2.2.49.2. Uma política desastrosa de formação de profissionais de saúde, particularmente médicos e enfermeiros, e uma política laboral que, no sector público, lhes reduz vencimentos, lhes restringe direitos, lhes aumenta a precariedade e destrói a perspectiva de uma carreira, empurra os médicos para as unidades privadas e os enfermeiros para o desemprego, pondo em causa a própria existência do SNS a curto prazo.
2.2.49.3. Os Cuidados Primários, sector que o Governo mais utilizou na propaganda para esconder as graves insuficiências aí existentes, acabaram por esbarrar na contradição insanável entre os que defendem o seu desenvolvimento no serviço público e aqueles que, entendendo este sector como fundamental para «alimentar» os hospitais privados, apostam na sua privatização.
2.2.50. No contexto político em que a chamada reforma dos Cuidados Primários foi anunciada – marcado pelo ataque mais violento de sempre contra o SNS, sem recursos financeiros, sem profissionais, em particular médicos de família, sem instalações e equipamentos adequados –, a criação de Unidades de Saúde Familiares (USF) mais não é de que um canto de sereia para abrir caminho à privatização dos Cuidados de Saúde Primários. O número, claramente reduzido face às perspectivas iniciais, de USF em funcionamento e a desorganização que em alguns casos tem marcado esse início, são testemunhos do carácter meramente propagandístico da «Reforma».
2.2.50.1. O quadro está claro: de um lado estão os que defendem uma reforma democrática do SNS como garante do acesso em equidade aos cuidados de saúde por parte de todos os portugueses; do outro, os que o querem pura e simplesmente destruir para que desta forma o acesso e a qualidade aos cuidados de saúde fiquem dependentes das regras do mercado.
2.2.51. Apesar de, nos últimos anos, a visibilidade social da toxicodependência ter diminuído – devido às medidas de combate ao consumo da heroína – assiste-se hoje a uma diversificação do tráfico, do tipo de drogas consumidas e dos consumidores.
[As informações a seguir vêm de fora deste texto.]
use std::time::Duration;

use parkdash_core::ActionType;
use reqwest::Client;
use serde::{Serialize, Serializer};

#[derive(Debug, thiserror::Error)]
pub enum ActionError {
    #[error("request failed: {0}")]
    Http(#[from] reqwest::Error),
    #[error("HTTP {0}")]
    Status(u16),
}

/// Body of `POST /api/action`.
#[derive(Debug, Clone, Copy, PartialEq, Eq, Serialize)]
pub struct ActionRequest {
    pub uid: u32,
    #[serde(serialize_with = "lowercase_action")]
    pub action: ActionType,
    pub sid: u8,
}

fn lowercase_action<S: Serializer>(action: &ActionType, s: S) -> Result<S::Ok, S::Error> {
    s.serialize_str(action.css_class())
}

#[derive(Debug, Clone)]
pub struct HttpActionClient {
    client: Client,
    url: String,
}

impl HttpActionClient {
    pub fn new(url: impl Into<String>) -> Result<Self, ActionError> {
        Self::with_timeout(url, parkdash_config::ACTION_TIMEOUT)
    }

    pub fn with_timeout(url: impl Into<String>, timeout: Duration) -> Result<Self, ActionError> {
        let client = Client::builder().timeout(timeout).build()?;
        Ok(Self::with_client(client, url))
    }

    pub fn with_client(client: Client, url: impl Into<String>) -> Self {
        Self {
            client,
            url: url.into(),
        }
    }

    pub fn url(&self) -> &str {
        &self.url
    }

    /// Any non-2xx response is an error.
    pub async fn post_action(&self, request: &ActionRequest) -> Result<(), ActionError> {
        let res = self.client.post(&self.url).json(request).send().await?;
        let status = res.status();
        if !status.is_success() {
            tracing::warn!(url = %self.url, status = status.as_u16(), "action rejected");
            return Err(ActionError::Status(status.as_u16()));
        }
        Ok(())
    }
}
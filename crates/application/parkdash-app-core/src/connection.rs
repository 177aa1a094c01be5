//! Reconnecting controller connection.
//!
//! One task owns the transport. It acknowledges and publishes every inbound
//! frame in delivery order, writes outbound frames queued by
//! [`ConnectionManager::send`] and reopens the connection with exponential
//! backoff after any close.

use std::sync::atomic::{AtomicU32, AtomicU64, Ordering};
use std::sync::{Arc, Mutex};
use std::time::Duration;

use parkdash_core::protocol::{Channel, DecodeError, Message, ProtocolCodec};
use tokio::sync::{mpsc, watch};
use tokio::task::JoinHandle;
use tokio_util::sync::CancellationToken;

use crate::bus::{BusEvent, EventBus};
use crate::ports::{Connector, FrameSink, FrameStream};

#[derive(Debug, Clone, Copy, PartialEq, Eq)]
pub enum ConnectionState {
    Disconnected,
    Connecting,
    Connected,
    ReconnectWait,
}

impl ConnectionState {
    pub fn label(self) -> &'static str {
        match self {
            ConnectionState::Disconnected => "disconnected",
            ConnectionState::Connecting => "connecting",
            ConnectionState::Connected => "connected",
            ConnectionState::ReconnectWait => "reconnecting",
        }
    }
}

/// Reconnect delay: starts at the floor, doubles after every failure and
/// stays at the ceiling once reached.
#[derive(Debug, Clone)]
pub struct Backoff {
    floor: Duration,
    ceiling: Duration,
    current: Duration,
}

impl Default for Backoff {
    fn default() -> Self {
        Self::new(parkdash_config::backoff_floor(), parkdash_config::backoff_ceiling())
    }
}

impl Backoff {
    pub fn new(floor: Duration, ceiling: Duration) -> Self {
        Self {
            floor,
            ceiling,
            current: floor,
        }
    }

    pub fn current(&self) -> Duration {
        self.current
    }

    /// Delay to wait now; the following call returns twice as much.
    pub fn next_delay(&mut self) -> Duration {
        let delay = self.current;
        self.current = self.current.saturating_mul(2).min(self.ceiling);
        delay
    }

    pub fn reset(&mut self) {
        self.current = self.floor;
    }
}

/// Which undecodable frames still get acknowledged.
#[derive(Debug, Clone, Copy, Default, PartialEq, Eq)]
pub enum AckPolicy {
    /// Every frame with a readable envelope, including unknown types.
    #[default]
    AllParsed,
    /// Only frames that decoded into a known message.
    KnownOnly,
}

/// Position reported in the sync request sent after every open.
#[derive(Debug, Default)]
pub struct SyncCursor {
    last_ts: AtomicU64,
    last_version: AtomicU32,
}

impl SyncCursor {
    pub fn new() -> Self {
        Self::default()
    }

    pub fn get(&self) -> (u64, u32) {
        (
            self.last_ts.load(Ordering::Acquire),
            self.last_version.load(Ordering::Acquire),
        )
    }

    /// Never moves backwards.
    pub fn advance_ts(&self, ts: u64) {
        self.last_ts.fetch_max(ts, Ordering::AcqRel);
    }

    pub fn set_version(&self, version: u32) {
        self.last_version.store(version, Ordering::Release);
    }
}

#[derive(Debug, Clone, Copy, PartialEq, Eq)]
pub enum SendOutcome {
    Sent,
    Dropped,
}

struct Shared {
    connector: Arc<dyn Connector>,
    bus: Arc<EventBus>,
    codec: Arc<ProtocolCodec>,
    cursor: Arc<SyncCursor>,
    policy: AckPolicy,
    floor: Duration,
    ceiling: Duration,
    state: watch::Sender<ConnectionState>,
    outbound: Mutex<Option<mpsc::UnboundedSender<String>>>,
    shutdown: CancellationToken,
}

pub struct ConnectionManager {
    shared: Arc<Shared>,
    task: Mutex<Option<JoinHandle<()>>>,
}

impl std::fmt::Debug for ConnectionManager {
    fn fmt(&self, f: &mut std::fmt::Formatter<'_>) -> std::fmt::Result {
        f.debug_struct("ConnectionManager")
            .field("state", &self.state())
            .field("policy", &self.shared.policy)
            .finish()
    }
}

impl ConnectionManager {
    pub fn new(
        connector: Arc<dyn Connector>,
        bus: Arc<EventBus>,
        codec: Arc<ProtocolCodec>,
        cursor: Arc<SyncCursor>,
    ) -> Self {
        let (state, _) = watch::channel(ConnectionState::Disconnected);
        Self {
            shared: Arc::new(Shared {
                connector,
                bus,
                codec,
                cursor,
                policy: AckPolicy::default(),
                floor: parkdash_config::backoff_floor(),
                ceiling: parkdash_config::backoff_ceiling(),
                state,
                outbound: Mutex::new(None),
                shutdown: CancellationToken::new(),
            }),
            task: Mutex::new(None),
        }
    }

    /// Only takes effect before [`connect`](Self::connect); later calls are
    /// logged and ignored.
    pub fn with_ack_policy(mut self, policy: AckPolicy) -> Self {
        match Arc::get_mut(&mut self.shared) {
            Some(shared) => shared.policy = policy,
            None => tracing::warn!(
                ?policy,
                current = ?self.shared.policy,
                "ack policy unchanged: connection already started"
            ),
        }
        self
    }

    /// Only takes effect before [`connect`](Self::connect); later calls are
    /// logged and ignored.
    pub fn with_backoff(mut self, floor: Duration, ceiling: Duration) -> Self {
        match Arc::get_mut(&mut self.shared) {
            Some(shared) => {
                shared.floor = floor;
                shared.ceiling = ceiling;
            }
            None => tracing::warn!(
                floor_ms = floor.as_millis() as u64,
                ceiling_ms = ceiling.as_millis() as u64,
                "backoff unchanged: connection already started"
            ),
        }
        self
    }

    pub fn ack_policy(&self) -> AckPolicy {
        self.shared.policy
    }

    /// Floor and ceiling of the reconnect delay.
    pub fn backoff_bounds(&self) -> (Duration, Duration) {
        (self.shared.floor, self.shared.ceiling)
    }

    pub fn state(&self) -> ConnectionState {
        *self.shared.state.borrow()
    }

    pub fn watch_state(&self) -> watch::Receiver<ConnectionState> {
        self.shared.state.subscribe()
    }

    pub fn codec(&self) -> &Arc<ProtocolCodec> {
        &self.shared.codec
    }

    pub fn cursor(&self) -> &Arc<SyncCursor> {
        &self.shared.cursor
    }

    /// Starts the connection loop. `None` derives the endpoint from the
    /// default host. A second call while the loop runs is ignored.
    pub fn connect(&self, endpoint: Option<String>) {
        let endpoint = endpoint
            .unwrap_or_else(|| parkdash_infra::derive_endpoint(parkdash_config::DEFAULT_HOST));
        let mut task = self.task.lock().unwrap_or_else(|e| e.into_inner());
        if task.as_ref().is_some_and(|t| !t.is_finished()) {
            tracing::debug!("connect ignored: already running");
            return;
        }
        let shared = self.shared.clone();
        *task = Some(tokio::spawn(async move { shared.run(endpoint).await }));
    }

    /// Encodes and queues `message` when connected; otherwise drops it.
    pub fn send(&self, message: &Message) -> SendOutcome {
        if self.state() != ConnectionState::Connected {
            tracing::warn!(
                id = message.id(),
                kind = ?message.message_type(),
                "CommandDeliveryDropped: not connected"
            );
            return SendOutcome::Dropped;
        }
        let frame = match ProtocolCodec::encode(message) {
            Ok(frame) => frame,
            Err(e) => {
                tracing::warn!(id = message.id(), "CommandDeliveryDropped: {e}");
                return SendOutcome::Dropped;
            }
        };
        let outbound = self.shared.outbound.lock().unwrap_or_else(|e| e.into_inner());
        match outbound.as_ref().map(|tx| tx.send(frame)) {
            Some(Ok(())) => SendOutcome::Sent,
            _ => {
                tracing::warn!(id = message.id(), "CommandDeliveryDropped: writer gone");
                SendOutcome::Dropped
            }
        }
    }

    /// Closes the connection and stops reconnecting.
    pub async fn shutdown(&self) {
        self.shared.shutdown.cancel();
        let task = self.task.lock().unwrap_or_else(|e| e.into_inner()).take();
        if let Some(task) = task {
            if let Err(e) = task.await {
                tracing::error!("connection task failed: {e}");
            }
        }
    }
}

impl Shared {
    fn set_state(&self, next: ConnectionState) {
        let prev = self.state.send_replace(next);
        if prev != next {
            tracing::info!(from = prev.label(), to = next.label(), "connection state");
        }
    }

    async fn run(self: Arc<Self>, endpoint: String) {
        let mut backoff = Backoff::new(self.floor, self.ceiling);
        loop {
            self.set_state(ConnectionState::Connecting);
            let opened = tokio::select! {
                _ = self.shutdown.cancelled() => break,
                opened = self.connector.open(&endpoint) => opened,
            };
            match opened {
                Ok((sink, stream)) => {
                    backoff.reset();
                    self.session(sink, stream).await;
                }
                Err(e) => tracing::warn!(%endpoint, "connect failed: {e:#}"),
            }
            if self.shutdown.is_cancelled() {
                break;
            }

            self.set_state(ConnectionState::ReconnectWait);
            self.bus.publish(Channel::ConnectionClosed, BusEvent::Closed);
            let delay = backoff.next_delay();
            tracing::info!(delay_ms = delay.as_millis() as u64, "reconnecting");
            tokio::select! {
                _ = self.shutdown.cancelled() => break,
                _ = tokio::time::sleep(delay) => {}
            }
        }
        self.set_state(ConnectionState::Disconnected);
    }

    async fn session(&self, mut sink: Box<dyn FrameSink>, mut stream: Box<dyn FrameStream>) {
        let (tx, mut rx) = mpsc::unbounded_channel();
        *self.outbound.lock().unwrap_or_else(|e| e.into_inner()) = Some(tx);
        self.set_state(ConnectionState::Connected);
        self.bus.publish(Channel::ConnectionOpened, BusEvent::Opened);

        let (last_ts, last_version) = self.cursor.get();
        let sync = self.codec.build_sync_request(last_ts, last_version);
        let mut alive = self.write(sink.as_mut(), &sync).await;

        while alive {
            tokio::select! {
                _ = self.shutdown.cancelled() => break,
                Some(frame) = rx.recv() => {
                    if let Err(e) = sink.send(frame).await {
                        tracing::warn!("write failed: {e:#}");
                        alive = false;
                    }
                }
                incoming = stream.next() => match incoming {
                    None => {
                        tracing::info!("connection closed by peer");
                        break;
                    }
                    Some(Err(e)) => {
                        tracing::warn!("transport error: {e:#}");
                        alive = false;
                    }
                    Some(Ok(raw)) => alive = self.handle_frame(sink.as_mut(), &raw).await,
                },
            }
        }

        *self.outbound.lock().unwrap_or_else(|e| e.into_inner()) = None;
        if let Err(e) = sink.close().await {
            tracing::debug!("close failed: {e:#}");
        }
    }

    /// Returns `false` when the connection is no longer writable.
    async fn handle_frame(&self, sink: &mut dyn FrameSink, raw: &str) -> bool {
        match ProtocolCodec::decode(raw) {
            Ok(message) => {
                let alive = self.ack(sink, message.id()).await;
                let channel = message.channel();
                self.bus.publish(channel, BusEvent::Message(Arc::new(message)));
                alive
            }
            Err(e) => {
                tracing::warn!("dropping frame: {e}");
                match (&e, self.policy) {
                    (DecodeError::Malformed(_), _) | (_, AckPolicy::KnownOnly) => true,
                    (_, AckPolicy::AllParsed) => match e.frame_id() {
                        Some(id) => self.ack(sink, id).await,
                        None => true,
                    },
                }
            }
        }
    }

    async fn ack(&self, sink: &mut dyn FrameSink, id: u32) -> bool {
        let ack = self.codec.build_ack(id);
        self.write(sink, &ack).await
    }

    async fn write(&self, sink: &mut dyn FrameSink, message: &Message) -> bool {
        let frame = match ProtocolCodec::encode(message) {
            Ok(frame) => frame,
            Err(e) => {
                tracing::warn!("encode failed: {e}");
                return true;
            }
        };
        match sink.send(frame).await {
            Ok(()) => true,
            Err(e) => {
                tracing::warn!("write failed: {e:#}");
                false
            }
        }
    }
}
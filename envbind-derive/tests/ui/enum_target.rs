// This test verifies that deriving EnvBind on an enum is rejected

use envbind::EnvBind;

#[derive(EnvBind)]
enum Mode {
    Fast,
}

fn main() {
    let _ = Mode::Fast;
}
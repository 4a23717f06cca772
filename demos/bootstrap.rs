//! Example of process bootstrap: logging, `.env` files, binding and templates
//!
//! Run with `RUST_LOG=envbind=debug` to see how each variable is resolved.

use envbind::template::{self, TemplateOptions};
use envbind::{dotenv, EnvBind, Options, Snapshot};
use std::path::Path;

#[derive(Debug, Default, EnvBind)]
struct Server {
    #[env("PORT,default=8080")]
    pub port: u16,

    #[env("USERNAME,required=true")]
    pub username: String,
}

fn init_tracing() {
    // Default to "info" if RUST_LOG is not set
    let default_level = std::env::var("RUST_LOG").unwrap_or_else(|_| "info".to_string());

    tracing_subscriber::fmt()
        .with_env_filter(
            tracing_subscriber::EnvFilter::try_from_default_env()
                .unwrap_or_else(|_| tracing_subscriber::EnvFilter::new(&default_level)),
        )
        .init();
}

fn main() -> anyhow::Result<()> {
    init_tracing();

    // Process variables take precedence over the .env file
    let mut env = Snapshot::from_process_env();
    if Path::new(".env").exists() {
        env.merge_missing(dotenv::from_path(".env")?);
    } else {
        env.merge_missing(dotenv::from_str("SERVER_USERNAME=demo\nSERVER_PORT=9090")?);
    }

    let server = Server::from_snapshot(&env, &Options::default())?;
    tracing::info!(port = server.port, username = %server.username, "server configuration loaded");

    let banner = template::expand(
        "Server ip is ${ip:=127.0.0.1}, port is ${server_port:=8080}, hello ${server_username}!",
        &env,
        &TemplateOptions::default(),
    )?;
    println!("{banner}");

    Ok(())
}
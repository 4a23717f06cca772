// This test verifies that a field tag must be a single string literal

use envbind::EnvBind;

#[derive(Default, EnvBind)]
struct Config {
    #[env(PORT)]
    pub port: u16,
}

fn main() {
    let config = Config::default();
    let _ = config.port;
}
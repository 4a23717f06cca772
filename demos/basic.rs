//! Basic example of binding a flat struct from the process environment

use envbind::EnvBind;

#[derive(Debug, Default, EnvBind)]
struct Config {
    // Reads CONFIG_PORT, falls back to 8080
    #[env("PORT,default=8080")]
    pub port: u16,

    // Reads CONFIG_USERNAME, fails when unset
    #[env("USERNAME,required=true")]
    pub username: String,

    // Reads CONFIG_DEBUG, blank or unset means false
    pub debug: bool,
}

fn main() -> anyhow::Result<()> {
    std::env::set_var("CONFIG_USERNAME", "admin");
    std::env::set_var("CONFIG_DEBUG", "true");

    let config = Config::from_env()?;

    println!("Configuration loaded:");
    println!("  Port: {}", config.port);
    println!("  Username: {}", config.username);
    println!("  Debug: {}", config.debug);

    Ok(())
}
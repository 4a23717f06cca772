//! `${NAME}` / `${NAME:=default}` substitution over a [`Snapshot`].
//!
//! Independent of the binder: useful for connection strings or command lines
//! assembled from the same variables.
//!
//! ```rust
//! use envbind::template::{expand, TemplateOptions};
//! use envbind::Snapshot;
//!
//! let env: Snapshot = [("PORT", "9090")].into_iter().collect();
//! let out = expand("${ip:=127.0.0.1}:${port:=8080}", &env, &TemplateOptions::default()).unwrap();
//! assert_eq!(out, "127.0.0.1:9090");
//! ```

use crate::error::TemplateError;
use crate::snapshot::Snapshot;
use once_cell::sync::Lazy;
use regex::Regex;

/// Pattern for `${...}` placeholders
static PLACEHOLDER_PATTERN: Lazy<Regex> = Lazy::new(|| Regex::new(r"\$\{.*?\}").unwrap());

/// Marker between a placeholder's name and its inline default.
const DEFAULT_MARKER: &str = ":=";

#[derive(Debug, Clone, Copy, Default, PartialEq, Eq)]
pub struct TemplateOptions {
    /// Fail on placeholders that are unset and have no inline default.
    pub strict: bool,
}

impl TemplateOptions {
    pub fn strict(mut self, strict: bool) -> Self {
        self.strict = strict;
        self
    }
}

/// Replace every placeholder in `input`.
///
/// Names are trimmed and upper-cased before lookup. A present variable wins
/// over the inline default; substituted values are trimmed.
pub fn expand(
    input: &str,
    snapshot: &Snapshot,
    options: &TemplateOptions,
) -> Result<String, TemplateError> {
    let mut output = String::with_capacity(input.len());
    let mut last = 0;

    for placeholder in PLACEHOLDER_PATTERN.find_iter(input) {
        let body = &input[placeholder.start() + 2..placeholder.end() - 1];
        output.push_str(&input[last..placeholder.start()]);
        output.push_str(resolve(body, snapshot, options)?.trim());
        last = placeholder.end();
    }

    output.push_str(&input[last..]);
    Ok(output)
}

fn resolve<'a>(
    body: &'a str,
    snapshot: &'a Snapshot,
    options: &TemplateOptions,
) -> Result<&'a str, TemplateError> {
    let (name, default) = match body.split_once(DEFAULT_MARKER) {
        Some((name, default)) => (name, default),
        None => (body, ""),
    };
    let name = name.trim().to_uppercase();

    match snapshot.get(&name) {
        Some(value) => {
            tracing::trace!(key = %name, "placeholder resolved from snapshot");
            Ok(value)
        }
        None if default.is_empty() && options.strict => Err(TemplateError::Unset { name }),
        None => {
            tracing::trace!(key = %name, "placeholder resolved from default");
            Ok(default)
        }
    }
}

#[cfg(test)]
mod tests {
    use super::*;

    fn env(pairs: &[(&str, &str)]) -> Snapshot {
        pairs.iter().copied().collect()
    }

    #[test]
    fn test_expand_uses_snapshot_then_default() {
        let snapshot = env(&[("PORT", "9090")]);
        let out = expand(
            "Server ip is :${ip:=127.0.0.1},port is ${port:=8080}",
            &snapshot,
            &TemplateOptions::default(),
        )
        .unwrap();
        assert_eq!(out, "Server ip is :127.0.0.1,port is 9090");
    }

    #[test]
    fn test_expand_unset_is_empty_when_lenient() {
        let out = expand("Hello ${test} !", &Snapshot::new(), &TemplateOptions::default()).unwrap();
        assert_eq!(out, "Hello  !");
    }

    #[test]
    fn test_expand_strict_fails_on_unset() {
        let err = expand(
            "Hello ${ test } !",
            &Snapshot::new(),
            &TemplateOptions::default().strict(true),
        )
        .unwrap_err();
        assert_eq!(
            err,
            TemplateError::Unset {
                name: "TEST".to_string()
            }
        );
    }

    #[test]
    fn test_expand_strict_accepts_inline_default() {
        let out = expand(
            "${user:=guest}",
            &Snapshot::new(),
            &TemplateOptions::default().strict(true),
        )
        .unwrap();
        assert_eq!(out, "guest");
    }

    #[test]
    fn test_expand_trims_values_and_repeats() {
        let snapshot = env(&[("NAME", "  svc  ")]);
        let out = expand("${name}/${name}", &snapshot, &TemplateOptions::default()).unwrap();
        assert_eq!(out, "svc/svc");
    }

    #[test]
    fn test_expand_without_placeholders() {
        let out = expand("plain $text {x}", &Snapshot::new(), &TemplateOptions::default()).unwrap();
        assert_eq!(out, "plain $text {x}");
    }
}
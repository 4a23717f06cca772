// This test verifies that unit structs are rejected

use envbind::EnvBind;

#[derive(Default, EnvBind)]
struct Marker;

fn main() {
    let _ = Marker;
}
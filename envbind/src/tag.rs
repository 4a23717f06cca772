//! Parsing of per-field `#[env("...")]` metadata.

/// Parsed form of a field's tag string.
///
/// A tag is a comma-separated list of tokens. Tokens without `=` are candidate
/// variable names, tried in order. `key=value` tokens set options:
///
/// - `default=<literal>`: value used when no candidate is present, kept exactly
///   as written after the `=` (surrounding spaces included)
/// - `required=true`: fail when no candidate is present
///
/// Unknown keys are ignored so that tags written for newer versions still parse.
#[derive(Debug, Clone, Default, PartialEq, Eq)]
pub struct Tag {
    /// Candidate variable names, never empty after [`Tag::parse`].
    pub names: Vec<String>,
    /// Literal default value.
    pub default: Option<String>,
    /// Whether a missing variable is an error.
    pub required: bool,
}

impl Tag {
    /// Parse `raw` for the field called `field_name`.
    ///
    /// When the tag names no candidate, the field name upper-cased is used.
    pub fn parse(raw: &str, field_name: &str) -> Self {
        let mut tag = Self::default();

        for token in raw.split(',') {
            if token.trim().is_empty() {
                continue;
            }

            match token.split_once('=') {
                Some((key, value)) => match key.trim().to_ascii_lowercase().as_str() {
                    "default" => tag.default = Some(value.to_string()),
                    "required" => tag.required = value.trim().eq_ignore_ascii_case("true"),
                    _ => {}
                },
                None => tag.names.push(token.trim().to_string()),
            }
        }

        if tag.names.is_empty() {
            tag.names.push(field_name.to_uppercase());
        }

        tag
    }
}

#[cfg(test)]
mod tests {
    use super::*;

    #[test]
    fn test_empty_tag_falls_back_to_field_name() {
        let tag = Tag::parse("", "max_connections");
        assert_eq!(tag.names, vec!["MAX_CONNECTIONS"]);
        assert_eq!(tag.default, None);
        assert!(!tag.required);
    }

    #[test]
    fn test_candidates_keep_declaration_order() {
        let tag = Tag::parse("HTTP_PORT, PORT", "port");
        assert_eq!(tag.names, vec!["HTTP_PORT", "PORT"]);
    }

    #[test]
    fn test_default_and_required() {
        let tag = Tag::parse("PORT,default=8080,required=TRUE", "port");
        assert_eq!(tag.names, vec!["PORT"]);
        assert_eq!(tag.default.as_deref(), Some("8080"));
        assert!(tag.required);
    }

    #[test]
    fn test_required_only_when_true() {
        assert!(!Tag::parse("NAME,required=yes", "name").required);
        assert!(!Tag::parse("NAME,required=false", "name").required);
    }

    #[test]
    fn test_default_is_literal() {
        let tag = Tag::parse("URL,default=a=b", "url");
        assert_eq!(tag.default.as_deref(), Some("a=b"));
    }

    #[test]
    fn test_default_keeps_surrounding_spaces() {
        let tag = Tag::parse("SEP, default= - ,required = true", "sep");
        assert_eq!(tag.names, vec!["SEP"]);
        assert_eq!(tag.default.as_deref(), Some(" - "));
        assert!(tag.required);

        let tag = Tag::parse("NAME,default=a ", "name");
        assert_eq!(tag.default.as_deref(), Some("a "));
    }

    #[test]
    fn test_options_without_names_fall_back() {
        let tag = Tag::parse("default=5", "retries");
        assert_eq!(tag.names, vec!["RETRIES"]);
        assert_eq!(tag.default.as_deref(), Some("5"));
    }

    #[test]
    fn test_unknown_keys_are_ignored() {
        let tag = Tag::parse("KEY,secret=true,Default=x", "key");
        assert_eq!(tag.names, vec!["KEY"]);
        assert_eq!(tag.default.as_deref(), Some("x"));
        assert!(!tag.required);
    }
}
//! Derive macro implementation for envbind

use proc_macro::TokenStream;
use quote::quote;
use syn::ext::IdentExt;
use syn::{parse_macro_input, Data, DeriveInput, Fields};

mod attrs;

use attrs::{FieldAttrs, StructAttrs};

/// `EnvBind` derive macro
///
/// Implements `envbind::EnvBind` (the per-record field visitor) and
/// `envbind::BindField` (so the struct can be nested in other records).
///
/// # Supported Attributes
///
/// **Struct-level**:
/// - `#[env(prefix = "APP")]`: Prefix segment used instead of the struct name
///
/// **Field-level**:
/// - `#[env("NAME1,NAME2,default=value,required=true")]`: Tag string
///
/// Fields of nested struct types (or `Option` of them) ignore their tag and
/// bind under the nested struct's segment. Every field type must implement
/// `envbind::BindField`; there is no way to skip a field.
///
/// # Example
///
/// See the `envbind` crate documentation for usage examples.
#[proc_macro_derive(EnvBind, attributes(env))]
pub fn derive_envbind(input: TokenStream) -> TokenStream {
    let input = parse_macro_input!(input as DeriveInput);

    expand(&input)
        .unwrap_or_else(syn::Error::into_compile_error)
        .into()
}

fn expand(input: &DeriveInput) -> syn::Result<proc_macro2::TokenStream> {
    // Struct name
    let struct_name = &input.ident;

    // Parse struct-level attributes (prefix)
    let struct_attrs = StructAttrs::from_input(input)?;
    let segment = struct_attrs
        .prefix
        .unwrap_or_else(|| struct_name.unraw().to_string())
        .to_uppercase();

    // Extract fields
    let fields = match &input.data {
        Data::Struct(data) => match &data.fields {
            Fields::Named(fields) => &fields.named,
            _ => {
                return Err(syn::Error::new_spanned(
                    struct_name,
                    "EnvBind only supports structs with named fields",
                ));
            }
        },
        _ => {
            return Err(syn::Error::new_spanned(
                struct_name,
                "EnvBind only supports structs",
            ));
        }
    };

    // Generate one bind call per field, in declaration order
    let field_binders = fields
        .iter()
        .map(|field| {
            let field_name = field
                .ident
                .as_ref()
                .ok_or_else(|| syn::Error::new_spanned(field, "expected a named field"))?;
            let attrs = FieldAttrs::from_field(field)?;

            let name = field_name.unraw().to_string();
            let tag = attrs.tag.unwrap_or_default();

            Ok(quote! {
                ::envbind::BindField::bind_field(
                    &mut self.#field_name,
                    binder,
                    &::envbind::FieldDescriptor::new(#name, #tag),
                )?;
            })
        })
        .collect::<syn::Result<Vec<_>>>()?;

    let (impl_generics, ty_generics, where_clause) = input.generics.split_for_impl();

    Ok(quote! {
        impl #impl_generics ::envbind::EnvBind for #struct_name #ty_generics #where_clause {
            const SEGMENT: &'static str = #segment;

            #[allow(unused_variables)]
            fn bind_fields(
                &mut self,
                binder: &mut ::envbind::Binder<'_>,
            ) -> ::core::result::Result<(), ::envbind::BindError> {
                #(#field_binders)*
                ::core::result::Result::Ok(())
            }
        }

        impl #impl_generics ::envbind::BindField for #struct_name #ty_generics #where_clause {
            fn bind_field(
                &mut self,
                binder: &mut ::envbind::Binder<'_>,
                _field: &::envbind::FieldDescriptor,
            ) -> ::core::result::Result<(), ::envbind::BindError> {
                binder.nested(self)
            }
        }
    })
}
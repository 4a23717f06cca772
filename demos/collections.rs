//! Example demonstrating list and map values

use envbind::{EnvBind, Options, Snapshot};
use std::collections::HashMap;

#[derive(Debug, Default, EnvBind)]
struct Config {
    // Comma-separated, elements are trimmed. Tags split on commas too, so a
    // default can only hold a single element.
    #[env("ALLOWED_PORTS,default=80")]
    pub allowed_ports: Vec<u16>,

    // Semicolon-separated key=value entries
    #[env("RATE_LIMITS")]
    pub rate_limits: HashMap<String, u32>,

    // Several candidate names, the first one present wins
    #[env("HOSTS,UPSTREAMS")]
    pub hosts: Vec<String>,
}

fn main() -> anyhow::Result<()> {
    let env: Snapshot = [
        ("ALLOWED_PORTS", "8080, 8443"),
        ("RATE_LIMITS", "api=100; web=1000"),
        ("UPSTREAMS", "a.internal,b.internal"),
    ]
    .into_iter()
    .collect();

    let config = Config::from_snapshot(&env, &Options::default().ignore_prefix(true))?;

    println!("Configuration loaded:");
    println!("  Allowed ports: {:?}", config.allowed_ports);
    println!("  Rate limits: {:?}", config.rate_limits);
    println!("  Hosts: {:?}", config.hosts);

    Ok(())
}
2.2.51.1. O fenómeno da toxicodependência continua a ser uma realidade profundamente influenciada pela degradação da situação económica e social e que deixa atrás de si um rasto de destruição e desintegração humana e social que, afectando sobretudo as camadas mais jovens da população, tem registado, por via da perpetuação dos consumos, um número crescente de consumidores mais velhos.
2.2.51.2. Apesar do papel assumido pelo SNS através do Instituto da Droga e da Toxicodependência na prevenção, tratamento e combate à toxicodependência, constituem sinais inquietantes: o crescente peso dos interesses privados nesta área; a concentração e redução de serviços públicos; a instabilidade profissional em que se encontram os técnicos e funcionários do IDT; a não aplicação da Lei da Droga por falta de capacidade de resposta e de articulação entre as estruturas do estado; o abandono e falência da componente de reinserção social e do emprego; os cortes orçamentais para esta área.
2.2.51.3. A absorção por parte do IDT da estrutura pública de combate e tratamento do alcoolismo – também este um gravíssimo problema social –, constitui uma medida que, tendo sido sobretudo determinada por critérios economicistas, necessita de ser acompanhada dos meios técnicos e profissionais necessários a um avanço do País nesta área.